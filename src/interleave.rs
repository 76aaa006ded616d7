//! Delay-based ordering of concurrent workers.
//!
//! Workers never talk to each other while a scenario runs. Their critical
//! statements are ordered by start offsets and by dwell/hold windows during
//! which one worker keeps its transaction open. The ordering is best effort:
//! a starved scheduler can still reorder statements, which the verdict
//! heuristics treat as noise rather than as a result.
//!
//! With `timing.handshake` enabled, workers additionally exchange one-shot
//! cues over channels, so every follower starts its offset only after the
//! leader reported its first observation.

use std::thread;
use std::time::{Duration, Instant};

use crossbeam_channel::{self as channel, Receiver, Sender};
use serde::{Deserialize, Serialize};

use crate::config::TimingConfig;
use crate::session::CancelSlot;

/// Symbolic delay, resolved against [`TimingConfig`] at run time.
#[derive(Debug, Clone, Copy, PartialEq, Eq, Serialize, Deserialize)]
#[serde(rename_all = "snake_case")]
pub enum Delay {
    Stagger,
    WriterOffset,
    Dwell,
    ContenderOffset,
    Hold,
}

impl Delay {
    pub fn resolve(self, timing: &TimingConfig) -> Duration {
        match self {
            Delay::Stagger => timing.stagger(),
            Delay::WriterOffset => timing.writer_offset(),
            Delay::Dwell => timing.dwell(),
            Delay::ContenderOffset => timing.contender_offset(),
            Delay::Hold => timing.hold(),
        }
    }
}

const PAUSE_SLICE: Duration = Duration::from_millis(10);

/// Sleeps for `duration`, waking early if `slot` is cancelled.
///
/// Returns `false` when the pause was cut short.
pub fn pause(duration: Duration, slot: &CancelSlot) -> bool {
    let deadline = Instant::now() + duration;
    loop {
        if slot.is_cancelled() {
            return false;
        }
        let now = Instant::now();
        if now >= deadline {
            return true;
        }
        thread::sleep(PAUSE_SLICE.min(deadline - now));
    }
}

/// Runs `f` and measures its wall-clock duration.
pub fn timed<T>(f: impl FnOnce() -> T) -> (T, Duration) {
    let start = Instant::now();
    let value = f();
    (value, start.elapsed())
}

/// Common time origin of the workers of one scenario execution.
#[derive(Debug, Clone, Copy)]
pub struct Clock {
    origin: Instant,
}

impl Clock {
    pub fn start() -> Self {
        Self {
            origin: Instant::now(),
        }
    }

    pub fn since_start(&self) -> Duration {
        self.origin.elapsed()
    }
}

/// One worker's end of the optional cue exchange.
///
/// The leader holds a sender per follower; each follower holds the
/// receiving end of its own channel.
pub struct Handshake {
    enabled: bool,
    to_followers: Vec<Sender<()>>,
    from_leader: Option<Receiver<()>>,
}

impl Handshake {
    /// Ends for `workers` workers, leader first.
    pub fn group(enabled: bool, workers: usize) -> Vec<Handshake> {
        let (senders, receivers): (Vec<_>, Vec<_>) = (1..workers.max(1))
            .map(|_| channel::bounded::<()>(1))
            .unzip();
        let leader = Handshake {
            enabled,
            to_followers: senders,
            from_leader: None,
        };
        std::iter::once(leader)
            .chain(receivers.into_iter().map(|rx| Handshake {
                enabled,
                to_followers: Vec::new(),
                from_leader: Some(rx),
            }))
            .collect()
    }

    pub fn enabled(&self) -> bool {
        self.enabled
    }

    /// Tells every follower the leader reached its cue point. Never blocks.
    pub fn signal(&self) {
        if !self.enabled {
            return;
        }
        for tx in &self.to_followers {
            // A full or disconnected channel means the follower already got
            // its cue or is gone.
            let _ = tx.try_send(());
        }
    }

    /// Waits for the leader's cue. Returns `false` on timeout, on a vanished
    /// leader, or when `slot` is cancelled. Always `true` when disabled.
    pub fn await_cue(&self, timeout: Duration, slot: &CancelSlot) -> bool {
        if !self.enabled {
            return true;
        }
        let Some(from_leader) = &self.from_leader else {
            return false;
        };
        let deadline = Instant::now() + timeout;
        loop {
            if slot.is_cancelled() {
                return false;
            }
            let now = Instant::now();
            if now >= deadline {
                return false;
            }
            match from_leader.recv_timeout(PAUSE_SLICE.min(deadline - now)) {
                Ok(()) => return true,
                Err(channel::RecvTimeoutError::Timeout) => continue,
                Err(channel::RecvTimeoutError::Disconnected) => return false,
            }
        }
    }
}

#[cfg(test)]
mod tests {
    use super::*;

    #[test]
    fn delays_resolve_from_timing() {
        let timing = TimingConfig {
            stagger_ms: 1,
            writer_offset_ms: 2,
            dwell_ms: 3,
            contender_offset_ms: 4,
            hold_ms: 5,
            handshake: false,
        };
        assert_eq!(Delay::Stagger.resolve(&timing), Duration::from_millis(1));
        assert_eq!(Delay::Dwell.resolve(&timing), Duration::from_millis(3));
        assert_eq!(Delay::Hold.resolve(&timing), Duration::from_millis(5));
    }

    #[test]
    fn pause_stops_on_cancel() {
        let slot = CancelSlot::new();
        let canceller = slot.clone();
        let handle = thread::spawn(move || {
            thread::sleep(Duration::from_millis(30));
            canceller.cancel();
        });
        let (completed, took) = timed(|| pause(Duration::from_secs(5), &slot));
        handle.join().unwrap();
        assert!(!completed);
        assert!(took < Duration::from_secs(2));
    }

    #[test]
    fn cue_reaches_every_follower() {
        let mut ends = Handshake::group(true, 3);
        let leader = ends.remove(0);
        let slot = CancelSlot::new();
        let handle = thread::spawn(move || {
            thread::sleep(Duration::from_millis(20));
            leader.signal();
            leader
        });
        let waiters: Vec<_> = ends
            .into_iter()
            .map(|follower| {
                let slot = slot.clone();
                thread::spawn(move || follower.await_cue(Duration::from_secs(2), &slot))
            })
            .collect();
        for waiter in waiters {
            assert!(waiter.join().unwrap());
        }
        drop(handle.join().unwrap());
    }

    #[test]
    fn disabled_handshake_never_waits() {
        let ends = Handshake::group(false, 2);
        let (ok, took) = timed(|| ends[1].await_cue(Duration::from_secs(5), &CancelSlot::new()));
        assert!(ok);
        assert!(took < Duration::from_millis(100));
    }

    #[test]
    fn missing_cue_times_out() {
        let ends = Handshake::group(true, 2);
        assert!(!ends[1].await_cue(Duration::from_millis(30), &CancelSlot::new()));
        // The leader never waits on anyone.
        assert!(!ends[0].await_cue(Duration::from_millis(30), &CancelSlot::new()));
    }
}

__Task brief__:
Take the lines from the first line of the records through the line holding "which the verdict", both included, and please reproduce them exactly with nothing added.

__Solution for this exercise__:
filename src/interleave.rs
repository 76aaa006ded616d7
//! Delay-based ordering of concurrent workers.
//!
//! Workers never talk to each other while a scenario runs. Their critical
//! statements are ordered by start offsets and by dwell/hold windows during
//! which one worker keeps its transaction open. The ordering is best effort:
//! a starved scheduler can still reorder statements, which the verdict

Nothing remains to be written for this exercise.